Headlines and summaries from the pages of Electronic Engineering Times. Previous editions are available from the 1994, 1995, 1996, and 1997 News Archives.

Other news sources on Techweb.

Friday, November 7, 1997

Internet draws the fiscal attention of Congress

If this week was any indication, the Internet is increasingly dominating the science and technology debate in Congress. In a single day, a congressional committee sent Internet tax legislation to the Senate floor in the morning and examined the future of the Internet in an afternoon hearing.

Two pursue home networks via separate paths

Separate efforts emerged this week to create home networks based on existing telephone wiring within the house. Microsoft Corp. put its significant weight behind the technology of Tut Systems Inc., based here, in an effort to push a 1.3-Mbit/second version of Ethernet rapidly into the consumer PC market next year.

Chip packager preps first foundry

Amkor Technology Inc. is preparing to launch its first wafer-fabrication plant, in a move designed to add manufacturing to the roster of the chip-packaging powerhouse. With technology garnered from Texas Instruments Inc., Amkor plans to build three fabs on one site here.
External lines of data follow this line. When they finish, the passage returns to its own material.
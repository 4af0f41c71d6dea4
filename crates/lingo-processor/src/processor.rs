//! Bounded-concurrency chunk processing.
//!
//! A fixed number of workers share one atomic cursor over the chunk list
//! and one cancellation token. A worker claims the next index, runs the
//! chunk through the transport with retries, and claims again until the
//! cursor passes the end or the token is cancelled. The first chunk to
//! exhaust its attempts records the operation's error and cancels the
//! token; calls already in flight are awaited and their results dropped.

use std::sync::atomic::{AtomicUsize, Ordering};
use std::sync::{Arc, Mutex, PoisonError};

use lingo_chunk::{slice, Chunk};
use lingo_types::{Document, Entries, Message, ValidationResult};
use serde_json::Value;
use tokio::task::JoinSet;
use tokio_util::sync::CancellationToken;
use tracing::{debug, info, warn};

use crate::config::ProcessorConfig;
use crate::error::{MismatchScope, ProcessError, ProcessResult};
use crate::reply::{align_reply, parse_reply};
use crate::task::ChunkTask;
use crate::transport::{ChatTransport, TransportError};

/// Runs documents through a conversation transport chunk by chunk.
pub struct ChunkProcessor {
    transport: Arc<dyn ChatTransport>,
    config: ProcessorConfig,
}

impl ChunkProcessor {
    pub fn new(transport: Arc<dyn ChatTransport>, config: ProcessorConfig) -> Self {
        Self { transport, config }
    }

    /// The current configuration.
    pub fn config(&self) -> &ProcessorConfig {
        &self.config
    }

    /// Transform `document` with `task`.
    ///
    /// The result lists entries in the order their chunks appear in the
    /// source, regardless of which worker finished first.
    pub async fn process(&self, document: &Document, task: &ChunkTask) -> ProcessResult<Document> {
        let chunks = slice(
            document,
            self.transport.max_prompt_length(),
            Some(self.config.max_chunk_entries),
        )?;
        let chunk_count = chunks.len();
        let workers = self.config.concurrency.max(1).min(chunk_count);

        let interval = self.transport.min_call_interval();
        if !interval.is_zero() {
            debug!(?interval, "transport declares a minimum call interval; not enforced by the pool");
        }
        info!(chunks = chunk_count, workers, "processing document");

        let pool = Arc::new(WorkerPool {
            chunks,
            cursor: AtomicUsize::new(0),
            cancel: CancellationToken::new(),
            failure: Mutex::new(None),
            transport: Arc::clone(&self.transport),
            task: task.clone(),
            max_attempts: self.config.max_attempts(),
        });

        let mut set = JoinSet::new();
        for worker in 0..workers {
            let pool = Arc::clone(&pool);
            set.spawn(async move { pool.run_worker(worker).await });
        }

        let mut completed: Vec<Option<Document>> = vec![None; chunk_count];
        while let Some(joined) = set.join_next().await {
            match joined {
                Ok(results) => {
                    for (index, output) in results {
                        completed[index] = Some(output);
                    }
                }
                Err(err) => pool.record_failure(None, ProcessError::Worker(err.to_string())),
            }
        }

        if let Some(err) = pool.take_failure() {
            return Err(err);
        }

        let mut merged = Entries::new();
        for (index, output) in completed.into_iter().enumerate() {
            match output {
                Some(Value::Object(entries)) => merged.extend(entries),
                _ => {
                    return Err(ProcessError::Worker(format!(
                        "chunk {index} finished without a result"
                    )))
                }
            }
        }
        let merged = Value::Object(merged);

        if let Some(validator) = &task.validate_whole {
            if let ValidationResult::Invalid { reason, .. } = validator.validate(document, &merged) {
                warn!(%reason, "merged document failed validation");
                return Err(ProcessError::mismatch(MismatchScope::Merge, reason));
            }
        }

        debug!(chunks = chunk_count, "document processed");
        Ok(merged)
    }
}

/// State shared by every worker of one `process` call.
struct WorkerPool {
    chunks: Vec<Chunk>,
    cursor: AtomicUsize,
    cancel: CancellationToken,
    failure: Mutex<Option<ProcessError>>,
    transport: Arc<dyn ChatTransport>,
    task: ChunkTask,
    max_attempts: usize,
}

/// A failed attempt and, if the validator asked for one, the messages that
/// continue the conversation for the next attempt.
struct AttemptFailure {
    error: ProcessError,
    follow_up: Option<Vec<Message>>,
}

impl AttemptFailure {
    fn restart(error: ProcessError) -> Self {
        Self {
            error,
            follow_up: None,
        }
    }
}

impl WorkerPool {
    fn claim(&self) -> Option<&Chunk> {
        if self.cancel.is_cancelled() {
            return None;
        }
        let index = self.cursor.fetch_add(1, Ordering::SeqCst);
        self.chunks.get(index)
    }

    async fn run_worker(&self, worker: usize) -> Vec<(usize, Document)> {
        let mut done = Vec::new();
        while let Some(chunk) = self.claim() {
            debug!(worker, chunk = chunk.index, entries = chunk.len(), "chunk claimed");
            match self.process_chunk(chunk).await {
                Ok(Some(output)) => done.push((chunk.index, output)),
                Ok(None) => break,
                Err(err) => {
                    self.record_failure(Some(chunk.index), err);
                    break;
                }
            }
        }
        debug!(worker, completed = done.len(), "worker finished");
        done
    }

    /// Run one chunk to completion. `Ok(None)` means the pool was cancelled
    /// before the chunk succeeded.
    async fn process_chunk(&self, chunk: &Chunk) -> ProcessResult<Option<Document>> {
        let original = chunk.to_document();
        let mut conversation = self.task.prompt_builder.build(chunk);
        let mut last_error = None;

        for attempt in 1..=self.max_attempts {
            if self.cancel.is_cancelled() {
                return Ok(None);
            }
            let outcome = self.attempt(chunk, &original, &conversation).await;
            if self.cancel.is_cancelled() {
                debug!(chunk = chunk.index, attempt, "pool cancelled; discarding reply");
                return Ok(None);
            }
            match outcome {
                Ok(output) => return Ok(Some(output)),
                Err(failure) => {
                    warn!(
                        chunk = chunk.index,
                        attempt,
                        max_attempts = self.max_attempts,
                        error = %failure.error,
                        "chunk attempt failed"
                    );
                    conversation = match failure.follow_up {
                        Some(follow_up) => {
                            conversation.extend(follow_up);
                            conversation
                        }
                        None => self.task.prompt_builder.build(chunk),
                    };
                    last_error = Some(failure.error);
                }
            }
        }

        Err(last_error.unwrap_or_else(|| {
            ProcessError::Worker(format!("chunk {} was never attempted", chunk.index))
        }))
    }

    async fn attempt(
        &self,
        chunk: &Chunk,
        original: &Document,
        conversation: &[Message],
    ) -> Result<Document, AttemptFailure> {
        let reply = self
            .transport
            .complete(conversation)
            .await
            .map_err(|e| AttemptFailure::restart(e.into()))?;

        let text = match reply.last() {
            Some(message) => message.content.as_str(),
            None => {
                return Err(AttemptFailure::restart(TransportError::EmptyResponse.into()));
            }
        };
        let parsed = parse_reply(text).map_err(|message| {
            AttemptFailure::restart(ProcessError::Parse {
                chunk: chunk.index,
                message,
            })
        })?;
        let parsed = align_reply(original, Value::Object(parsed));

        if let Some(validator) = &self.task.validate_chunk {
            if let ValidationResult::Invalid {
                reason,
                correction_request,
            } = validator.validate(original, &parsed)
            {
                let follow_up = correction_request
                    .map(|correction| reply.into_iter().chain(correction).collect());
                return Err(AttemptFailure {
                    error: ProcessError::mismatch(MismatchScope::Chunk(chunk.index), reason),
                    follow_up,
                });
            }
        }

        Ok(parsed)
    }

    /// Keep the first failure and stop all further claims and retries.
    fn record_failure(&self, chunk: Option<usize>, err: ProcessError) {
        {
            let mut slot = self.failure.lock().unwrap_or_else(PoisonError::into_inner);
            if slot.is_none() {
                warn!(?chunk, error = %err, "cancelling remaining chunks");
                *slot = Some(err);
            } else {
                debug!(?chunk, error = %err, "discarding later failure");
            }
        }
        self.cancel.cancel();
    }

    fn take_failure(&self) -> Option<ProcessError> {
        self.failure
            .lock()
            .unwrap_or_else(PoisonError::into_inner)
            .take()
    }
}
The first, due to handle process technologies of 0.35, 0.25 and 0.18 micron (Leff), is expected to be ready for prototype order entry this week, with qualification for production-volume runs expected next month.

Fibre Channel expands from loop to switch apps

Though the Fibre Channel standard has not met the LAN-like application base many proponents were hoping for in the early 1990s, the flurry of activity at last month's Networld+Interop and this month's Comdex/Fall indicates that its served market is expanding from its roots in storage access.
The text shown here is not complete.